*** Opening GIVEN INFORMATION ***
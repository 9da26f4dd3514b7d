use thiserror::Error;

/// Failures a command submission can resolve to. Every submission resolves to
/// exactly one of these or to a success message, never to silence.
#[derive(Debug, Clone, PartialEq, Eq, Error)]
pub enum CommandError {
    #[error("not connected to any Sphero")]
    NotConnected,

    #[error("invalid parameter: {0}")]
    InvalidParameter(String),

    #[error("device did not acknowledge in time")]
    DeviceTimeout,

    #[error("device error: {0}")]
    DeviceError(String),

    #[error("dispatcher is shut down")]
    QueueClosed,
}

/// Failures of the connection state machine.
#[derive(Debug, Clone, PartialEq, Eq, Error)]
pub enum ConnectError {
    #[error("a connect attempt is already in progress")]
    AlreadyConnecting,

    #[error("already connected")]
    AlreadyConnected,

    #[error("another connection operation is in progress")]
    Busy,

    #[error("no toy at index {0}, scan first")]
    UnknownToy(usize),

    #[error("scan failed: {0}")]
    ScanFailed(String),

    #[error("connection error: {0}")]
    Driver(String),
}

/// Failures of the voice pipeline. `UnrecognizedIntent` is always non-fatal:
/// callers log it and drop the event.
#[derive(Debug, Clone, PartialEq, Eq, Error)]
pub enum VoiceError {
    #[error("voice transport error: {0}")]
    Transport(String),

    #[error("unrecognized voice intent: {0}")]
    UnrecognizedIntent(String),
}
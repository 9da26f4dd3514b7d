use anyhow::Context;
use axum::extract::State;
use axum::http::StatusCode;
use axum::routing::{get, post};
use axum::{Json, Router};
use sphero_core::{Orchestrator, OrchestratorConfig, SimulatedLink};
use sphero_realtime::CredentialBroker;
use std::sync::Arc;
use tower_http::cors::{Any, CorsLayer};
use tracing_subscriber::fmt::time::ChronoLocal;

mod config;
mod socket;
mod speech;

use config::Config;
use speech::{NullSpeechConnector, OpenAiSpeechConnector};

#[derive(Clone)]
struct AppState {
    orchestrator: Arc<Orchestrator>,
    broker: Option<Arc<CredentialBroker>>,
}

/// Mints an ephemeral realtime credential for a browser-held voice session.
async fn session_handler(
    State(state): State<AppState>,
) -> Result<Json<serde_json::Value>, (StatusCode, Json<serde_json::Value>)> {
    let Some(broker) = state.broker.as_ref() else {
        return Err((
            StatusCode::INTERNAL_SERVER_ERROR,
            Json(serde_json::json!({"error": "OPENAI_API_KEY is not configured"})),
        ));
    };
    match broker.mint().await {
        Ok(credential) => Ok(Json(credential.raw)),
        Err(e) => {
            tracing::error!("failed to mint realtime credential: {e:#}");
            Err((
                StatusCode::INTERNAL_SERVER_ERROR,
                Json(serde_json::json!({"error": e.to_string()})),
            ))
        }
    }
}

#[tokio::main]
async fn main() -> anyhow::Result<()> {
    let config = Config::from_env().context("Failed to load gateway configuration")?;

    tracing_subscriber::fmt()
        .with_max_level(config.log_level)
        .with_timer(ChronoLocal::rfc_3339())
        .init();

    tracing::info!("Configuration loaded. Starting Sphero gateway...");

    let broker = config
        .openai_api_key
        .clone()
        .map(|key| Arc::new(CredentialBroker::new(key)));

    let connector: Arc<dyn sphero_core::SpeechConnector> = match broker.clone() {
        Some(broker) => Arc::new(OpenAiSpeechConnector::new(broker)),
        None => {
            tracing::warn!("OPENAI_API_KEY not set; voice sessions are disabled");
            Arc::new(NullSpeechConnector)
        }
    };

    let orchestrator = Orchestrator::new(
        Arc::new(SimulatedLink::new()),
        connector,
        OrchestratorConfig {
            command_timeout: config.command_timeout,
            max_speed: config.max_speed,
            max_brightness: config.max_brightness,
            ..OrchestratorConfig::default()
        },
    );

    let state = AppState {
        orchestrator: orchestrator.clone(),
        broker,
    };

    // A separate frontend connects to the socket, so CORS stays permissive.
    let cors = CorsLayer::new()
        .allow_origin(Any)
        .allow_methods(Any)
        .allow_headers(Any);

    let app = Router::new()
        .route(
            "/ws",
            get(socket::ws_handler).with_state(orchestrator.clone()),
        )
        .route("/session", post(session_handler).with_state(state))
        .layer(cors);

    let addr = format!("{}:{}", config.host, config.port);
    tracing::info!("Listening on {addr}");
    let listener = tokio::net::TcpListener::bind(&addr)
        .await
        .with_context(|| format!("Failed to bind {addr}"))?;
    axum::serve(listener, app).await?;

    Ok(())
}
*** Closing GIVEN INFORMATION ***
TASK GOAL:
Which lines above contain "AppState"? Show each of them.

EXPECTED OUTPUT:
struct AppState {
    State(state): State<AppState>,
    let state = AppState {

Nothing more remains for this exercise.